— Dataset extract —

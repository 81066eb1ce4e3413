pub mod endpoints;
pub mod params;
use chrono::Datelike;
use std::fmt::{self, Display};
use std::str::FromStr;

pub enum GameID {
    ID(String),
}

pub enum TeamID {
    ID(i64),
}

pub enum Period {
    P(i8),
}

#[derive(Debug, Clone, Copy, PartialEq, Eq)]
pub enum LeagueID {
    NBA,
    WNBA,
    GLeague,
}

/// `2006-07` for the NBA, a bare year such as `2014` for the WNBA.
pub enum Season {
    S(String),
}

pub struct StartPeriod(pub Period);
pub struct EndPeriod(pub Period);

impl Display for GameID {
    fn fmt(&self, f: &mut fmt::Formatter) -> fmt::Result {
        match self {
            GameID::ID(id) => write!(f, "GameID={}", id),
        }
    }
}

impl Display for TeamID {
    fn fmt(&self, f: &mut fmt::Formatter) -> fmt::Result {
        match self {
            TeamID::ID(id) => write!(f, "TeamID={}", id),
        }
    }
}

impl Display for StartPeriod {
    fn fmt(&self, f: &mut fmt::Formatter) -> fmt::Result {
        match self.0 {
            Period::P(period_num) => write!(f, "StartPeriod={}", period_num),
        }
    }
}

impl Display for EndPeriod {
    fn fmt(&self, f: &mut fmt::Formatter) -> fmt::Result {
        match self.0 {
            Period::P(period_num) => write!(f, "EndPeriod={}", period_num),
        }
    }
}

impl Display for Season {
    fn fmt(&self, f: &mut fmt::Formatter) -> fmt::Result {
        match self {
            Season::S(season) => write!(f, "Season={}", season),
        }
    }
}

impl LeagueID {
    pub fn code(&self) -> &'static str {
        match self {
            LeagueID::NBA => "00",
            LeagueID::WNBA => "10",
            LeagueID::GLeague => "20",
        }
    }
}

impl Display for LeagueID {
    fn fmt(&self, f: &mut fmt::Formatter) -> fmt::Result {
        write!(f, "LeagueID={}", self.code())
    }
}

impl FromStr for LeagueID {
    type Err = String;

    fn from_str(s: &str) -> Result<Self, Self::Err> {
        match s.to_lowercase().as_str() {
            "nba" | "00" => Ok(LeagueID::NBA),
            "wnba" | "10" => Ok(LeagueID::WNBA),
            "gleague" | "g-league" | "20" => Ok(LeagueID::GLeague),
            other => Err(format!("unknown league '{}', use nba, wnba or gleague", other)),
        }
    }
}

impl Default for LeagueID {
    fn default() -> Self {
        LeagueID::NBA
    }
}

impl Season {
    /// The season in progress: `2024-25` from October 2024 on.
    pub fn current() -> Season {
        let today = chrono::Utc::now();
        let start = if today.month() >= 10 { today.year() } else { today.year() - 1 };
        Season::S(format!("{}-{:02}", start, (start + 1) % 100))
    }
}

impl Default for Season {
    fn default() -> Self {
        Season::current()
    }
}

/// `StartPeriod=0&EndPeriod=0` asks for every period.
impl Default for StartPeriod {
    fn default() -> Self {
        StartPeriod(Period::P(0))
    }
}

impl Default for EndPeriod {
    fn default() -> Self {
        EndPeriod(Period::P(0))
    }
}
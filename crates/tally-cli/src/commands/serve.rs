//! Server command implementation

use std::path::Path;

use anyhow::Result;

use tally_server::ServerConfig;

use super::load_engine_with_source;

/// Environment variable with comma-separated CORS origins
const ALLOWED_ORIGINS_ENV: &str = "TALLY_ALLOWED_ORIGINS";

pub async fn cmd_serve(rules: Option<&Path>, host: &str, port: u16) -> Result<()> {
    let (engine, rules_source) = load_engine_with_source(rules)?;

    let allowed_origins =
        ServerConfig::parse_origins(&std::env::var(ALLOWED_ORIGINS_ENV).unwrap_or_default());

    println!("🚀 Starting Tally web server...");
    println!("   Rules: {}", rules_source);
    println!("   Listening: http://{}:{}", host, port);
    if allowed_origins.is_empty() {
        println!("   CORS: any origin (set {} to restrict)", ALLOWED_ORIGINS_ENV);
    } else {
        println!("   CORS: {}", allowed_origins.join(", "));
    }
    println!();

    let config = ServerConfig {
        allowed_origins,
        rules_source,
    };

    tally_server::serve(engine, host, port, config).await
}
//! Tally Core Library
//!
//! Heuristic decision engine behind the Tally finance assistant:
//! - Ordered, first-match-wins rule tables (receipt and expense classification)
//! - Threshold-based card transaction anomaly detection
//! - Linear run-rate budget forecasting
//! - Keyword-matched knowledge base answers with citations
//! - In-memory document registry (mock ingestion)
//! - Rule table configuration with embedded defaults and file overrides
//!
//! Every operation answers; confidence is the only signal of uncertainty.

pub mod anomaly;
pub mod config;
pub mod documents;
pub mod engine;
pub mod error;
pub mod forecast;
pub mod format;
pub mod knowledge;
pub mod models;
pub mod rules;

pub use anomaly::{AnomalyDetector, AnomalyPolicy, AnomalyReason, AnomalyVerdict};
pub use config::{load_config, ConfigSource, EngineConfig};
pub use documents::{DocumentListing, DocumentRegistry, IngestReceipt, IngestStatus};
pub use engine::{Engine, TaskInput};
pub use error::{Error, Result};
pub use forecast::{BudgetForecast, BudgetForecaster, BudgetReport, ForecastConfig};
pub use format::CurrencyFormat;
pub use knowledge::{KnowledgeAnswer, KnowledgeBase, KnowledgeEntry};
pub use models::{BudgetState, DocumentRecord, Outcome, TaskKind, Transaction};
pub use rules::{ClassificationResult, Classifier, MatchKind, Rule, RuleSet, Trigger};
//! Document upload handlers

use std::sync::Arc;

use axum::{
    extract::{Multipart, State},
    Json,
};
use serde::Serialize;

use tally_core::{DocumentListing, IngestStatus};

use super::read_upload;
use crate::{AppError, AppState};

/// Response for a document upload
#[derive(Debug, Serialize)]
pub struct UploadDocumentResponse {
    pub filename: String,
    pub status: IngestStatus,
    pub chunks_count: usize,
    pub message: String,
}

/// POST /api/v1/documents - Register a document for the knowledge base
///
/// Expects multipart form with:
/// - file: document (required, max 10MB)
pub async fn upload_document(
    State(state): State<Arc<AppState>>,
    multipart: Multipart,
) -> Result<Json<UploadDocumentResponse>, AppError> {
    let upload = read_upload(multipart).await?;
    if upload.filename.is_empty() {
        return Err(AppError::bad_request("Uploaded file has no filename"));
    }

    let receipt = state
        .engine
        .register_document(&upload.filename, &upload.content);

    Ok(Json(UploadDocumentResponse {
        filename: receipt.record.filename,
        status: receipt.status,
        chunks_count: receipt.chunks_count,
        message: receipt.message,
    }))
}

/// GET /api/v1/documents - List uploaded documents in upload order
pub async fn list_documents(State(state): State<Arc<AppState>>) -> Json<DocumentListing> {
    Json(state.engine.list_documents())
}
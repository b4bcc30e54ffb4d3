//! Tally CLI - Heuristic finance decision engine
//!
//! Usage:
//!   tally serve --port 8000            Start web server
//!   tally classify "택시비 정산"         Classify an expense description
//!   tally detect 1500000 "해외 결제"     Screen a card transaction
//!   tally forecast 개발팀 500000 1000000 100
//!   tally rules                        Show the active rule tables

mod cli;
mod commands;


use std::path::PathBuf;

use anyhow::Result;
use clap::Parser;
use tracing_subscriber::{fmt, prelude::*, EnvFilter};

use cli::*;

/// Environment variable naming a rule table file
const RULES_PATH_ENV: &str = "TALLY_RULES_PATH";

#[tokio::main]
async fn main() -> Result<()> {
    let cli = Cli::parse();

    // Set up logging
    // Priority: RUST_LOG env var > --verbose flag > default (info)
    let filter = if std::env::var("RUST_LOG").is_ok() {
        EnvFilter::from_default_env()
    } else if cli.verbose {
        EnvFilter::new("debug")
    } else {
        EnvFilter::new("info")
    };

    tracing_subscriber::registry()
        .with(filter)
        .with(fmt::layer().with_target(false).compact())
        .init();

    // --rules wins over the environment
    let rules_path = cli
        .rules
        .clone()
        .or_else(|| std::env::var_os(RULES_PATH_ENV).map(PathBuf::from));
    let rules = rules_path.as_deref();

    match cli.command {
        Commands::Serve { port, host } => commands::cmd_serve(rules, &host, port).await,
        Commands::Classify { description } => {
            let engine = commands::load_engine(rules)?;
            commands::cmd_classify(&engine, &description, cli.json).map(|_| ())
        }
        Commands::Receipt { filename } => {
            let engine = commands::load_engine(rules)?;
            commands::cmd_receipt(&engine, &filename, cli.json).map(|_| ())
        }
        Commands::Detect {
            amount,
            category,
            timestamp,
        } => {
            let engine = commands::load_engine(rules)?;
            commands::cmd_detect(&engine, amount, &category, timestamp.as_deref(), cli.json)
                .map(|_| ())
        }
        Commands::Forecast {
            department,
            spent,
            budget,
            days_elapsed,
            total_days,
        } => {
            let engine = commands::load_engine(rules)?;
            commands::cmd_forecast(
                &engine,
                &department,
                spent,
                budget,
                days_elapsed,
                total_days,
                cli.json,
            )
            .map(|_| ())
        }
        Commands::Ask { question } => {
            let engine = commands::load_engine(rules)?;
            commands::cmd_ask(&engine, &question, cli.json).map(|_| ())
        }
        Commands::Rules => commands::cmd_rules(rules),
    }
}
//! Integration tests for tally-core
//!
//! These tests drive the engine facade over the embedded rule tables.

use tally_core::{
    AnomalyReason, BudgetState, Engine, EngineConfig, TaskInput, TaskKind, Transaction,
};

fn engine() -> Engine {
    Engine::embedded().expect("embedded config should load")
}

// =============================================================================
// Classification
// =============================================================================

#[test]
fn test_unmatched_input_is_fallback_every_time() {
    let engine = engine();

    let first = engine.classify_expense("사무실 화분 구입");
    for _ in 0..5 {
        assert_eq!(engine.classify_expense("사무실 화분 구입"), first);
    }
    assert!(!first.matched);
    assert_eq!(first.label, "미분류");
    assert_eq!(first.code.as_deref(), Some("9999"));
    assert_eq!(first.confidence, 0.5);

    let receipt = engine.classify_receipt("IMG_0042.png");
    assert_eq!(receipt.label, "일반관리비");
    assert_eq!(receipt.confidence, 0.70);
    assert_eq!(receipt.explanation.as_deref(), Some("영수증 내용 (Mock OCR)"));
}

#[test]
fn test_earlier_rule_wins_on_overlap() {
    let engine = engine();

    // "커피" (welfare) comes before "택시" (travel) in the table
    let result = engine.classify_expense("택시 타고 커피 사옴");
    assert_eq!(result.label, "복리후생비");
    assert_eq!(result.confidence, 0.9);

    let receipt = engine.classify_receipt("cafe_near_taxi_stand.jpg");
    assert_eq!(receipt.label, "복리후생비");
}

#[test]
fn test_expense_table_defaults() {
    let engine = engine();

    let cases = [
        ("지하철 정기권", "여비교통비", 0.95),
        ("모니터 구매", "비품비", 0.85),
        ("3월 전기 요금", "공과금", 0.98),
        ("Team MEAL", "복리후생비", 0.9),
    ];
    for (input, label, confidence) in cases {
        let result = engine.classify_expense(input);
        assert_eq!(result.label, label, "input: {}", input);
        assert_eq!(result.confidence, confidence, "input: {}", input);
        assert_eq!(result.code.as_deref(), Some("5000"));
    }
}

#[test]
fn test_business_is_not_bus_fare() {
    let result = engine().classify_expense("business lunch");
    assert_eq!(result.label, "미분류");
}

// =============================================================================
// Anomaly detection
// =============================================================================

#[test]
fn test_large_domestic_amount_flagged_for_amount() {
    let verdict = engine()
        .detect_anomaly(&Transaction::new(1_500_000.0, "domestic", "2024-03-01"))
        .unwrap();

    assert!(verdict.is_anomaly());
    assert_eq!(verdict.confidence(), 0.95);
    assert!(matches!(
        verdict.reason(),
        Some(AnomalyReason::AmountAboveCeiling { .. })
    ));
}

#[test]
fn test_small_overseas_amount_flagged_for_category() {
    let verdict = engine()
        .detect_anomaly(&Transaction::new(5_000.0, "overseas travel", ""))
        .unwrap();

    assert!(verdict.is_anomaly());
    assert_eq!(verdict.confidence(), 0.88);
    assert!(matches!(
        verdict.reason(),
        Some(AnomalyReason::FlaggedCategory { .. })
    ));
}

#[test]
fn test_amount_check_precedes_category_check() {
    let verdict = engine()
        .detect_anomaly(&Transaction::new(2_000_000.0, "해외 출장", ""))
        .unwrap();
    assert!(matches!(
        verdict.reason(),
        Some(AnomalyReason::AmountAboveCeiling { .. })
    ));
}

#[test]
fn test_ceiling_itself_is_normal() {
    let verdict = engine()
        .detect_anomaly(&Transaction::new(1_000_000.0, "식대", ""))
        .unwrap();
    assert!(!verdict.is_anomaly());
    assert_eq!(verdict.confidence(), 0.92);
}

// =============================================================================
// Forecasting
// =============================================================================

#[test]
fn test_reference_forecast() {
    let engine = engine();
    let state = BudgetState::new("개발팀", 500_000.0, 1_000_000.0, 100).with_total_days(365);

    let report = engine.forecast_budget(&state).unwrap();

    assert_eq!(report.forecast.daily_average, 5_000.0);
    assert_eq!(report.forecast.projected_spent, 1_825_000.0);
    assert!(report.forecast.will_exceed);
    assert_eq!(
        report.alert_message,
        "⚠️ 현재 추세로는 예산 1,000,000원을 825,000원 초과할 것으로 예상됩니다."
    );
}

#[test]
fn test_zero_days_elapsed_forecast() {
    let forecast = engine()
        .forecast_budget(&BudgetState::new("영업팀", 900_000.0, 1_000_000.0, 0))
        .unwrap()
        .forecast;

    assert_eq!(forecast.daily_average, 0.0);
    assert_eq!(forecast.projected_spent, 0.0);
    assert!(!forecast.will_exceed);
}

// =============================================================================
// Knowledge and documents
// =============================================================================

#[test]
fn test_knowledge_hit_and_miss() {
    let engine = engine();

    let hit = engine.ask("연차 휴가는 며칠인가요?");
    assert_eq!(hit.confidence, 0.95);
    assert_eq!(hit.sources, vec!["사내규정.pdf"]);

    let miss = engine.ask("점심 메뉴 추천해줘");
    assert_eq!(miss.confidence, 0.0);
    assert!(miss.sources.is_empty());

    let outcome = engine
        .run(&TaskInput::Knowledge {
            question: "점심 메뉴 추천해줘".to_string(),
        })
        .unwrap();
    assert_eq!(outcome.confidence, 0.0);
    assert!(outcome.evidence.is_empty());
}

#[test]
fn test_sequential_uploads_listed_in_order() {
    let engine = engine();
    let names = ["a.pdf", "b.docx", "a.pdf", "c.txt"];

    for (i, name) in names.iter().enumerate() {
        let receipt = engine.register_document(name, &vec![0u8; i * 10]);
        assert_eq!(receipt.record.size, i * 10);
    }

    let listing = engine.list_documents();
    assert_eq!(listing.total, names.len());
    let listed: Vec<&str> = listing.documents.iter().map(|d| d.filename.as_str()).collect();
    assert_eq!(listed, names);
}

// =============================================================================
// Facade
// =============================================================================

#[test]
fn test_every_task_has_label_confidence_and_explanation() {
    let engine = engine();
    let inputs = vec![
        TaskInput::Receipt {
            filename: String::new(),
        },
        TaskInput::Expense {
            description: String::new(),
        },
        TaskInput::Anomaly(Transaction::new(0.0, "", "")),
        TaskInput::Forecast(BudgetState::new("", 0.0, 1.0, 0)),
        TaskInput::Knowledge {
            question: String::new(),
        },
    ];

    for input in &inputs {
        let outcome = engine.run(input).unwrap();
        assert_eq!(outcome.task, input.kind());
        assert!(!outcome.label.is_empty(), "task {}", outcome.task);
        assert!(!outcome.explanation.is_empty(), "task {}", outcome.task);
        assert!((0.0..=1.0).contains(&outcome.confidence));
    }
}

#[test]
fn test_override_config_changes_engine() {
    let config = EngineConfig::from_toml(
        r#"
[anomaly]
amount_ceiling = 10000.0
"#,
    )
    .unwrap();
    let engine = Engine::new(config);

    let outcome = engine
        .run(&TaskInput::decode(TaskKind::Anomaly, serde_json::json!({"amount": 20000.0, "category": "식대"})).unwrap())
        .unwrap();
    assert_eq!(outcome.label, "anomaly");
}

— Your goal —
Every line above in which the word "EnvFilter" occurs is to be copied.

— Finished exercise —
use tracing_subscriber::{fmt, prelude::*, EnvFilter};
        EnvFilter::from_default_env()
        EnvFilter::new("debug")
        EnvFilter::new("info")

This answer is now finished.